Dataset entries

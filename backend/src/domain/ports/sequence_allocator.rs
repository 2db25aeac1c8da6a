//! Driven port for named monotonic counters.
//!
//! Adapters must increment and read in one atomic step; a read followed by a
//! separate write lets concurrent callers observe the same value.

use async_trait::async_trait;

use super::define_port_error;

define_port_error! {
    /// Errors raised by sequence allocator adapters.
    pub enum SequenceAllocatorError {
        /// The store could not be reached.
        Connection { message: String } =>
            "sequence allocator connection failed: {message}",
        /// The increment statement failed.
        Query { message: String } =>
            "sequence allocator query failed: {message}",
    }
}

/// Mint sequential identifiers per counter name.
#[cfg_attr(test, mockall::automock)]
#[async_trait]
pub trait SequenceAllocator: Send + Sync {
    /// Increment the counter called `name` and return its new value. A
    /// counter that does not exist yet starts at zero, so the first call
    /// returns 1.
    async fn next_id(&self, name: &str) -> Result<i64, SequenceAllocatorError>;
}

■ ACTIVITY
Please write out, exactly as they appear, only the lines from the one holding "named monotonic counters." through the end of the data.

■ REPLY
//! Driven port for named monotonic counters.
//!
//! Adapters must increment and read in one atomic step; a read followed by a
//! separate write lets concurrent callers observe the same value.

use async_trait::async_trait;

use super::define_port_error;

define_port_error! {
    /// Errors raised by sequence allocator adapters.
    pub enum SequenceAllocatorError {
        /// The store could not be reached.
        Connection { message: String } =>
            "sequence allocator connection failed: {message}",
        /// The increment statement failed.
        Query { message: String } =>
            "sequence allocator query failed: {message}",
    }
}

/// Mint sequential identifiers per counter name.
#[cfg_attr(test, mockall::automock)]
#[async_trait]
pub trait SequenceAllocator: Send + Sync {
    /// Increment the counter called `name` and return its new value. A
    /// counter that does not exist yet starts at zero, so the first call
    /// returns 1.
    async fn next_id(&self, name: &str) -> Result<i64, SequenceAllocatorError>;
}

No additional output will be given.